A complementaridade nas áreas de excelência das Escolas ParisTech proporciona aos estudantes, pesquisadores e a todos os parceiros (institucionais e empresas) uma oferta interdisciplinar diferenciada e poderosa de treinamento e pesquisa. A ParisTech também tem diversos acordos de cooperação e parcerias internacionais em educação e pesquisa.
Yves diz que hoje a França disputa com a China o protagonismo no uso educativo da IA, particularmente na formação de grandes cérebros especializados em matemática, engenharia e informática, carreiras de ponta na era digital. Efetivamente, a formação dos engenheiros e matemáticos franceses ganhou impulso e qualidade superior pela aplicação de sistemas e algoritmos no entendimento e preparação de conteúdos voltados para IoT, preservação de energia e uso racional de recursos naturais. Outras carreiras beneficiadas pelo investimento francês nos sistemas digitais foram a engenharia eletrônica e a medicina. Ao mesmo tempo, as IAs trouxeram conhecimento de amplo espectro para os jovens estudantes, permitindo compartilhar dados que ressaltam benefícios sociais nas atividades e na atuação profissional.
Dinheiro, sempre o gargalo
O executivo é hoje o responsável pelo sistema de financiamento da Paristech para estimular a criação de startups e também de scale ups de grande impacto social e tecnológico, inclusive em nível global. E que a posição da Franca no cenário global depende, de modo vital, na atualização dos currículos e da qualidade dos profissionais formados nas universidades.
Comparando esse posicionamento do país europeu com a medíocre discussão e conceitos de educação que temos hoje no Brasil, estamos diante de um quadro assustador. Simplesmente, nossa visão de educação está completamente descolada da realidade global e nem de longe nos traz qualquer vantagem competitiva.

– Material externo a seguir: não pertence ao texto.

//! Background worker that owns the policy list, the countdown timers and
//! the API session.
//!
//! The UI thread never awaits anything: it sends `DashboardCommand`s and
//! reads the latest `DashboardSnapshot`. All state changes happen on one
//! worker thread running a current-thread tokio runtime.

mod engine;

use std::rc::Rc;
use std::sync::Arc;
use std::thread::{self, JoinHandle};
use std::time::Duration;

use anyhow::{Context, Result};
use tokio::sync::{mpsc, watch};
use tokio::task::LocalSet;
use tokio::time::{self, Interval, MissedTickBehavior};

use crate::models::policy::{Policy, PolicyDraft, PolicyId};
use crate::services::api::{Credentials, PolicyApi};
use crate::services::countdown::{Clock, CountdownState, SystemClock, TICK_INTERVAL};
use crate::services::notification::NotificationService;

pub use self::engine::DashboardCore;

#[derive(Debug, Clone, PartialEq, Eq)]
pub enum DashboardCommand {
    SignIn(Credentials),
    SignUp(Credentials),
    SignOut,
    Refresh,
    Delete(PolicyId),
    Create(PolicyDraft),
    Update(PolicyId, PolicyDraft),
    OpenForEdit(PolicyId),
    CloseEditor,
    Shutdown,
}

#[derive(Debug, Clone, Default, PartialEq, Eq)]
pub enum SessionState {
    #[default]
    SignedOut,
    SigningIn,
    SignedIn {
        email: String,
    },
}

#[derive(Debug, Clone, Copy, PartialEq, Eq)]
pub enum NoticeLevel {
    Success,
    Info,
    Warning,
    Error,
}

/// One-shot message for the UI. `serial` increases monotonically.
#[derive(Debug, Clone, PartialEq, Eq)]
pub struct Notice {
    pub serial: u64,
    pub level: NoticeLevel,
    pub message: String,
}

/// A policy fetched fresh for the edit form.
#[derive(Debug, Clone, PartialEq, Eq)]
pub struct EditTarget {
    pub serial: u64,
    pub policy: Policy,
}

/// Result of the latest create or update, so the form knows when to close.
#[derive(Debug, Clone, PartialEq, Eq)]
pub struct SaveReport {
    pub serial: u64,
    pub error: Option<String>,
}

#[derive(Debug, Clone)]
pub struct PolicyRow {
    pub policy: Policy,
    pub countdown: watch::Receiver<CountdownState>,
}

#[derive(Debug, Clone, Default)]
pub struct DashboardSnapshot {
    pub session: SessionState,
    pub rows: Vec<PolicyRow>,
    pub busy: bool,
    pub last_error: Option<String>,
    pub notices: Vec<Notice>,
    pub editing: Option<EditTarget>,
    pub last_save: Option<SaveReport>,
}

impl DashboardSnapshot {
    pub fn is_signed_in(&self) -> bool {
        matches!(self.session, SessionState::SignedIn { .. })
    }
}

/// Receives policies whose countdown just reached zero.
pub trait ExpiryNotifier {
    fn policy_expired(&self, policy: &Policy);
}

impl ExpiryNotifier for NotificationService {
    fn policy_expired(&self, policy: &Policy) {
        if let Err(err) = self.show_policy_expired(policy) {
            log::warn!("Failed to show expiry notification: {}", err);
        }
    }
}

#[derive(Debug, Clone, Copy, PartialEq, Eq)]
pub struct WorkerConfig {
    /// 0 disables background refresh
    pub refresh_interval: Duration,
    pub notifications_enabled: bool,
}

type RepaintFn = Box<dyn Fn() + Send>;

/// Handle to the worker thread. Dropping it shuts the worker down.
pub struct DashboardWorker {
    commands: mpsc::UnboundedSender<DashboardCommand>,
    snapshot: watch::Receiver<DashboardSnapshot>,
    thread: Option<JoinHandle<()>>,
}

impl DashboardWorker {
    pub fn spawn(
        config: WorkerConfig,
        api: Box<dyn PolicyApi + Send>,
        repaint: RepaintFn,
    ) -> Result<Self> {
        Self::spawn_with_clock(config, api, Arc::new(SystemClock), repaint)
    }

    pub fn spawn_with_clock(
        config: WorkerConfig,
        api: Box<dyn PolicyApi + Send>,
        clock: Arc<dyn Clock>,
        repaint: RepaintFn,
    ) -> Result<Self> {
        let (command_tx, command_rx) = mpsc::unbounded_channel();
        let (snapshot_tx, snapshot_rx) = watch::channel(DashboardSnapshot::default());

        let thread = thread::Builder::new()
            .name("dashboard-worker".to_string())
            .spawn(move || run(config, api, clock, repaint, command_rx, snapshot_tx))
            .context("Failed to start dashboard worker thread")?;

        Ok(Self {
            commands: command_tx,
            snapshot: snapshot_rx,
            thread: Some(thread),
        })
    }

    pub fn send(&self, command: DashboardCommand) {
        if self.commands.send(command).is_err() {
            log::error!("Dashboard worker is gone; command dropped");
        }
    }

    pub fn snapshot(&self) -> DashboardSnapshot {
        self.snapshot.borrow().clone()
    }

    pub fn shutdown(&mut self) {
        let _ = self.commands.send(DashboardCommand::Shutdown);
        if let Some(thread) = self.thread.take() {
            if thread.join().is_err() {
                log::error!("Dashboard worker panicked");
            }
        }
    }
}

impl Drop for DashboardWorker {
    fn drop(&mut self) {
        self.shutdown();
    }
}

fn run(
    config: WorkerConfig,
    api: Box<dyn PolicyApi + Send>,
    clock: Arc<dyn Clock>,
    repaint: RepaintFn,
    mut commands: mpsc::UnboundedReceiver<DashboardCommand>,
    snapshot: watch::Sender<DashboardSnapshot>,
) {
    let runtime = match tokio::runtime::Builder::new_current_thread()
        .enable_all()
        .build()
    {
        Ok(runtime) => runtime,
        Err(err) => {
            log::error!("Failed to build worker runtime: {}", err);
            return;
        }
    };

    let api: Rc<dyn PolicyApi> = Rc::from(api as Box<dyn PolicyApi>);
    let notifier = NotificationService::new(config.notifications_enabled);
    let local = LocalSet::new();

    local.block_on(&runtime, async move {
        let core = DashboardCore::new(api, clock, Box::new(notifier), snapshot, repaint);

        let mut expiry_check = time::interval(TICK_INTERVAL);
        expiry_check.set_missed_tick_behavior(MissedTickBehavior::Delay);
        let mut refresh = refresh_timer(config.refresh_interval);

        log::info!("Dashboard worker started");
        loop {
            tokio::select! {
                command = commands.recv() => match command {
                    None | Some(DashboardCommand::Shutdown) => break,
                    Some(command) => {
                        tokio::task::spawn_local(Rc::clone(&core).handle(command));
                    }
                },
                _ = expiry_check.tick() => core.check_expired(),
                _ = next_refresh(&mut refresh) => {
                    if core.is_signed_in() {
                        log::debug!("Periodic policy refresh");
                        tokio::task::spawn_local(Rc::clone(&core).handle(DashboardCommand::Refresh));
                    }
                }
            }
        }
        log::info!("Dashboard worker stopping");
    });
}

fn refresh_timer(period: Duration) -> Option<Interval> {
    if period.is_zero() {
        return None;
    }
    let mut interval = time::interval_at(time::Instant::now() + period, period);
    interval.set_missed_tick_behavior(MissedTickBehavior::Skip);
    Some(interval)
}

async fn next_refresh(refresh: &mut Option<Interval>) {
    match refresh {
        Some(interval) => {
            interval.tick().await;
        }
        None => std::future::pending::<()>().await,
    }
}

Estamos formando jovens sem qualificação, desperdiçando talentos. Somente o acaso explica os profissionais de bom nível que temos hoje nas nossas empresas.
Mas como o país pode manter essa vantagem em relação a outros mercados de alta qualificação em nível global e mais, fazer com que esses novos talentos possam contribuir para a dinamização da economia francesa? O grande gargalo hoje, tal como no Brasil, é a falta de maiores recursos para financiar a melhoria de um ensino que já mostrou resultados. Yves citou o caso de Steve Schwarzman, CEO da Qualcomm que doou US$ 30 milhões para o Massachusetts Institute of Technology – MIT – e Jesper Ho, CEO da Lidl Supermarkets, da Alemanha, que doou US$ 100 milhões para uma Universidade local. O curioso é que as verbas para educação estão estagnadas há anos. O governo não tem dinheiro, não há muito investimento de fundos, nem motivação para atividade filantrópica ou investimentos de empresas que se beneficiam da mão de obra de alta qualidade do país. E isso em uma economia que permite descontar até 67% do recurso investido em educação do imposto de renda.
Reféns do obscuro
O jogo da relevância no mercado global é bruto, pesado e exige recursos e gente qualificada. Se a França, com uma educação de bom nível e bons quadros vê seu protagonismo em risco, que dirá nosso Brasil, onde a educação é vítima de corporações, conceitos antigos, visões equivocadas e negação da realidade? O Brasil precisa desesperadamente de profissionais capazes de repensar a nossa realidade, de oferecer soluções que modernizem o país e tragam benefícios sociais evidentes, além de contribuição para o fomento de mercados fortemente competitivos em nível global. Passeatas nas cidades infelizmente só ajudam nossa educação a permanecer na obscuridade.